Look through the data below. Pick out the lines holding the string "UnOpAst".

§ **PROVIDED INFORMATION**
======
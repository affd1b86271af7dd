use super::value::{DbType, DbValue};
use crate::parse::{BinOpAst, ParseError, SrcSpan, UnOpAst};

//===========================================================================//

#[derive(Clone, Copy, Debug, Eq, PartialEq)]
pub(crate) enum DbBinOp {
    BoolAnd,
    BoolCmpEq,
    BoolCmpNe,
    BoolOr,
    IntBitAnd,
    IntBitOr,
    IntCmpEq,
    IntCmpGe,
    IntCmpGt,
    IntCmpLe,
    IntCmpLt,
    IntCmpNe,
    IntMinus,
    IntPlus,
}

impl DbBinOp {
    pub(crate) fn typecheck(
        (op_span, op): (SrcSpan, BinOpAst),
        lhs_span: SrcSpan,
        lhs_type: DbType,
        rhs_span: SrcSpan,
        rhs_type: DbType,
    ) -> Result<(DbBinOp, DbType), Vec<ParseError>> {
        use DbType::{Boolean, Integer};
        let binop = match (op, lhs_type, rhs_type) {
            (BinOpAst::And, Boolean, Boolean) => DbBinOp::BoolAnd,
            (BinOpAst::Or, Boolean, Boolean) => DbBinOp::BoolOr,
            (BinOpAst::CmpEq, Boolean, Boolean) => DbBinOp::BoolCmpEq,
            (BinOpAst::CmpNe, Boolean, Boolean) => DbBinOp::BoolCmpNe,
            (BinOpAst::BitAnd, Integer, Integer) => DbBinOp::IntBitAnd,
            (BinOpAst::BitOr, Integer, Integer) => DbBinOp::IntBitOr,
            (BinOpAst::CmpEq, Integer, Integer) => DbBinOp::IntCmpEq,
            (BinOpAst::CmpGe, Integer, Integer) => DbBinOp::IntCmpGe,
            (BinOpAst::CmpGt, Integer, Integer) => DbBinOp::IntCmpGt,
            (BinOpAst::CmpLe, Integer, Integer) => DbBinOp::IntCmpLe,
            (BinOpAst::CmpLt, Integer, Integer) => DbBinOp::IntCmpLt,
            (BinOpAst::CmpNe, Integer, Integer) => DbBinOp::IntCmpNe,
            (BinOpAst::Minus, Integer, Integer) => DbBinOp::IntMinus,
            (BinOpAst::Plus, Integer, Integer) => DbBinOp::IntPlus,
            (op, lhs_type, rhs_type) => {
                let message =
                    format!("Cannot {} {lhs_type} and {rhs_type}", op.verb());
                let label1 = format!("this expression has type {lhs_type}");
                let label2 = format!("this expression has type {rhs_type}");
                return Err(vec![
                    ParseError::new(op_span, message)
                        .with_label(lhs_span, label1)
                        .with_label(rhs_span, label2),
                ]);
            }
        };
        Ok((binop, binop.result_type()))
    }

    fn result_type(self) -> DbType {
        match self {
            DbBinOp::IntBitAnd
            | DbBinOp::IntBitOr
            | DbBinOp::IntMinus
            | DbBinOp::IntPlus => DbType::Integer,
            _ => DbType::Boolean,
        }
    }

    pub(crate) fn evaluate(self, lhs: DbValue, rhs: DbValue) -> DbValue {
        match self {
            DbBinOp::BoolAnd => {
                DbValue::Boolean(lhs.unwrap_bool() && rhs.unwrap_bool())
            }
            DbBinOp::BoolCmpEq => {
                DbValue::Boolean(lhs.unwrap_bool() == rhs.unwrap_bool())
            }
            DbBinOp::BoolCmpNe => {
                DbValue::Boolean(lhs.unwrap_bool() != rhs.unwrap_bool())
            }
            DbBinOp::BoolOr => {
                DbValue::Boolean(lhs.unwrap_bool() || rhs.unwrap_bool())
            }
            DbBinOp::IntBitAnd => {
                DbValue::Integer(lhs.unwrap_int() & rhs.unwrap_int())
            }
            DbBinOp::IntBitOr => {
                DbValue::Integer(lhs.unwrap_int() | rhs.unwrap_int())
            }
            DbBinOp::IntCmpEq => {
                DbValue::Boolean(lhs.unwrap_int() == rhs.unwrap_int())
            }
            DbBinOp::IntCmpGe => {
                DbValue::Boolean(lhs.unwrap_int() >= rhs.unwrap_int())
            }
            DbBinOp::IntCmpGt => {
                DbValue::Boolean(lhs.unwrap_int() > rhs.unwrap_int())
            }
            DbBinOp::IntCmpLe => {
                DbValue::Boolean(lhs.unwrap_int() <= rhs.unwrap_int())
            }
            DbBinOp::IntCmpLt => {
                DbValue::Boolean(lhs.unwrap_int() < rhs.unwrap_int())
            }
            DbBinOp::IntCmpNe => {
                DbValue::Boolean(lhs.unwrap_int() != rhs.unwrap_int())
            }
            DbBinOp::IntMinus => {
                DbValue::Integer(lhs.unwrap_int() - rhs.unwrap_int())
            }
            DbBinOp::IntPlus => {
                DbValue::Integer(lhs.unwrap_int() + rhs.unwrap_int())
            }
        }
    }
}

//===========================================================================//

#[derive(Clone, Copy, Debug, Eq, PartialEq)]
pub(crate) enum DbUnOp {
    BoolNot,
    IntNeg,
}

impl DbUnOp {
    pub(crate) fn typecheck(
        (op_span, op): (SrcSpan, UnOpAst),
        operand_span: SrcSpan,
        operand_type: DbType,
    ) -> Result<(DbUnOp, DbType), Vec<ParseError>> {
        match (op, operand_type) {
            (UnOpAst::Not, DbType::Boolean) => {
                Ok((DbUnOp::BoolNot, DbType::Boolean))
            }
            (UnOpAst::Neg, DbType::Integer) => {
                Ok((DbUnOp::IntNeg, DbType::Integer))
            }
            (op, operand_type) => {
                let message = format!("Cannot {} {operand_type}", op.verb());
                let label =
                    format!("this expression has type {operand_type}");
                Err(vec![
                    ParseError::new(op_span, message)
                        .with_label(operand_span, label),
                ])
            }
        }
    }

    pub(crate) fn evaluate(self, operand: DbValue) -> DbValue {
        match self {
            DbUnOp::BoolNot => DbValue::Boolean(!operand.unwrap_bool()),
            DbUnOp::IntNeg => DbValue::Integer(-operand.unwrap_int()),
        }
    }
}

//===========================================================================//


//===========================================================================//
======
§ **SOLUTION**
use crate::parse::{BinOpAst, ParseError, SrcSpan, UnOpAst};
        (op_span, op): (SrcSpan, UnOpAst),
            (UnOpAst::Not, DbType::Boolean) => {
            (UnOpAst::Neg, DbType::Integer) => {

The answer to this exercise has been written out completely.